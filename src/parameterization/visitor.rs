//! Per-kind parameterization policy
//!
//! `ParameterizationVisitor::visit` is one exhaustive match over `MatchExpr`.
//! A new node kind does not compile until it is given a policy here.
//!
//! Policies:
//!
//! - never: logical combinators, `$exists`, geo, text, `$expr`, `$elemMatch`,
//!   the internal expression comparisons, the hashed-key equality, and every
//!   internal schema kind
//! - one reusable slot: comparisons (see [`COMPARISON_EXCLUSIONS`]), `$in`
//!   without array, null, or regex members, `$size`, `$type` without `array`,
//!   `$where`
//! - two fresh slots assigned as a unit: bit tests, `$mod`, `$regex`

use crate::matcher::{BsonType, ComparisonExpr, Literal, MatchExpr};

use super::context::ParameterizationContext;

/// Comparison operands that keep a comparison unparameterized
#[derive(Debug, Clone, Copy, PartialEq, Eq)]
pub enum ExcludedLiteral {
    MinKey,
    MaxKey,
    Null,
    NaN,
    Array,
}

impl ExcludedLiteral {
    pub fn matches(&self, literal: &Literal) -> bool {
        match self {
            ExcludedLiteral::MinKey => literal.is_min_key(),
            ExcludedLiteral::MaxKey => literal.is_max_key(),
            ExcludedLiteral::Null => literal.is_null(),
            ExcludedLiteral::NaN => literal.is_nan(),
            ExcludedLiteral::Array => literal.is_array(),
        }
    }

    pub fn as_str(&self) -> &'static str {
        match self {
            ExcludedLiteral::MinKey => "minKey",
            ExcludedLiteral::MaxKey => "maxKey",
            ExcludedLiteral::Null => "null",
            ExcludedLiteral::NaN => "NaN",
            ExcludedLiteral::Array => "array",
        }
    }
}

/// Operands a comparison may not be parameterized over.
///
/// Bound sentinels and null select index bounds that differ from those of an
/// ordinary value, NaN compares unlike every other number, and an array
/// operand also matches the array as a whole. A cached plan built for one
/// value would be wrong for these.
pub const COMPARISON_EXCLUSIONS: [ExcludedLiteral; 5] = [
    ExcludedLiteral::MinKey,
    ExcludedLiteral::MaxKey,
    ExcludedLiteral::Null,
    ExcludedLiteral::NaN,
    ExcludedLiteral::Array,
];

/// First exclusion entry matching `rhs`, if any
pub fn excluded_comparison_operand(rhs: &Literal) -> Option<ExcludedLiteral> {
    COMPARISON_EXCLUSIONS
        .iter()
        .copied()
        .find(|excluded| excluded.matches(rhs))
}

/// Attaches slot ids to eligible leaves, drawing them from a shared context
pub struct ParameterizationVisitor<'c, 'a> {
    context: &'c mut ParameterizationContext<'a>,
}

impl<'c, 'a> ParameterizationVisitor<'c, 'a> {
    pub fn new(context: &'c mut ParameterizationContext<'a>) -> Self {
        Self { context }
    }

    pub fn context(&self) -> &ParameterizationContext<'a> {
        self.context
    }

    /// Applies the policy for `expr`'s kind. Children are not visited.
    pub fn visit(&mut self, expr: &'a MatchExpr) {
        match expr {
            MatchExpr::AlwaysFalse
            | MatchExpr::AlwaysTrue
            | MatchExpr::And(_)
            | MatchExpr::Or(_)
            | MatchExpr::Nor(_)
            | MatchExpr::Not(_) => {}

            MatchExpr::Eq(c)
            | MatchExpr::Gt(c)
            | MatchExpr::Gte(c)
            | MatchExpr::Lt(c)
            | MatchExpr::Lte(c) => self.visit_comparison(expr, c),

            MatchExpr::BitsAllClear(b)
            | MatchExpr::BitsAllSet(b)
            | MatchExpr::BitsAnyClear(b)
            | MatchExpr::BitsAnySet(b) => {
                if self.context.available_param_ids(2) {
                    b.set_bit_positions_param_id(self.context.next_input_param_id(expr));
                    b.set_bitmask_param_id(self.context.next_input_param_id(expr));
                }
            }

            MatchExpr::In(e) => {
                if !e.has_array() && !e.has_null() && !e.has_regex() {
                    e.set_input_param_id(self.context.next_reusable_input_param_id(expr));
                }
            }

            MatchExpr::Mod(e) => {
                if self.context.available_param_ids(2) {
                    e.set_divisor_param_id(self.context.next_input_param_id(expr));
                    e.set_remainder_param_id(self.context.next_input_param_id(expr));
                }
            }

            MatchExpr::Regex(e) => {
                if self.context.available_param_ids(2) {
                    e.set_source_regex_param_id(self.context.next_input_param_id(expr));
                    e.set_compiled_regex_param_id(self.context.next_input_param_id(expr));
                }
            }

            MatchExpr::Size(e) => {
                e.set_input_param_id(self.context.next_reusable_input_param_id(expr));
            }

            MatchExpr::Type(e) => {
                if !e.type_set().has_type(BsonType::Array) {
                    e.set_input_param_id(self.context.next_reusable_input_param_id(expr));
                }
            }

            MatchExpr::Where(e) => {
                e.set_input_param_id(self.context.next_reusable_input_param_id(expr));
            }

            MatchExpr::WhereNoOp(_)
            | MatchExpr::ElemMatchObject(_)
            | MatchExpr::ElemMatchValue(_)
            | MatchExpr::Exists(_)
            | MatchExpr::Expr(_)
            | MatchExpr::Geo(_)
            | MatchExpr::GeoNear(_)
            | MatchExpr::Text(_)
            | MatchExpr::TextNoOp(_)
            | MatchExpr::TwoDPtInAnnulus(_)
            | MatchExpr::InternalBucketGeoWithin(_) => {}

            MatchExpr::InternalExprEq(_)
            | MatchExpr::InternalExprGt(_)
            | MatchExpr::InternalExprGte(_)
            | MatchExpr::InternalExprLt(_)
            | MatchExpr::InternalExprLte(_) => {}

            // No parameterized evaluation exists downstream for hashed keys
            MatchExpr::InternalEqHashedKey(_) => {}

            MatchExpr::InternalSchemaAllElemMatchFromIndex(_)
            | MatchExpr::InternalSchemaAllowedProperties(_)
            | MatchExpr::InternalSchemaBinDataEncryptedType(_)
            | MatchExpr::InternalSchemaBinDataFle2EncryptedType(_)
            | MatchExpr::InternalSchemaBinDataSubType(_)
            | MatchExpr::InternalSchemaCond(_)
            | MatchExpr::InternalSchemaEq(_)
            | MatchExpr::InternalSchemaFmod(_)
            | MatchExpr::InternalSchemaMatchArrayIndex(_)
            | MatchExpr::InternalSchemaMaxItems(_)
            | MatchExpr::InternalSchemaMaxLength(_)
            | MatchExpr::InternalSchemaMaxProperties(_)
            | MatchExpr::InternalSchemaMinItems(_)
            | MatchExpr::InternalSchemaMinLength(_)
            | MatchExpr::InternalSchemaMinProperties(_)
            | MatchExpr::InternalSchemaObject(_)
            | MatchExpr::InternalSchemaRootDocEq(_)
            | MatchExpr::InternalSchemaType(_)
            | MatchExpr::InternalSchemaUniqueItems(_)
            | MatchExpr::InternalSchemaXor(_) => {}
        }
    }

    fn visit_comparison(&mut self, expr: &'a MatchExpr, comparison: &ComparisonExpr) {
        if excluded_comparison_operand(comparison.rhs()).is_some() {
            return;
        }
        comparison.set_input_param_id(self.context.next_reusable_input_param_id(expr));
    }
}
--
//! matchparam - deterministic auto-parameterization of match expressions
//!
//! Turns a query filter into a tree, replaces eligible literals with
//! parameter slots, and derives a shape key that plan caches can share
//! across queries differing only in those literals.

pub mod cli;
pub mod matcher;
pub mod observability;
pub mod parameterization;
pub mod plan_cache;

■ **WHAT THIS TASK INVOLVES**:
In the material above, each line with the word "literals" should be copied.

■ **TASK RESULT**:
//! Turns a query filter into a tree, replaces eligible literals with
//! across queries differing only in those literals.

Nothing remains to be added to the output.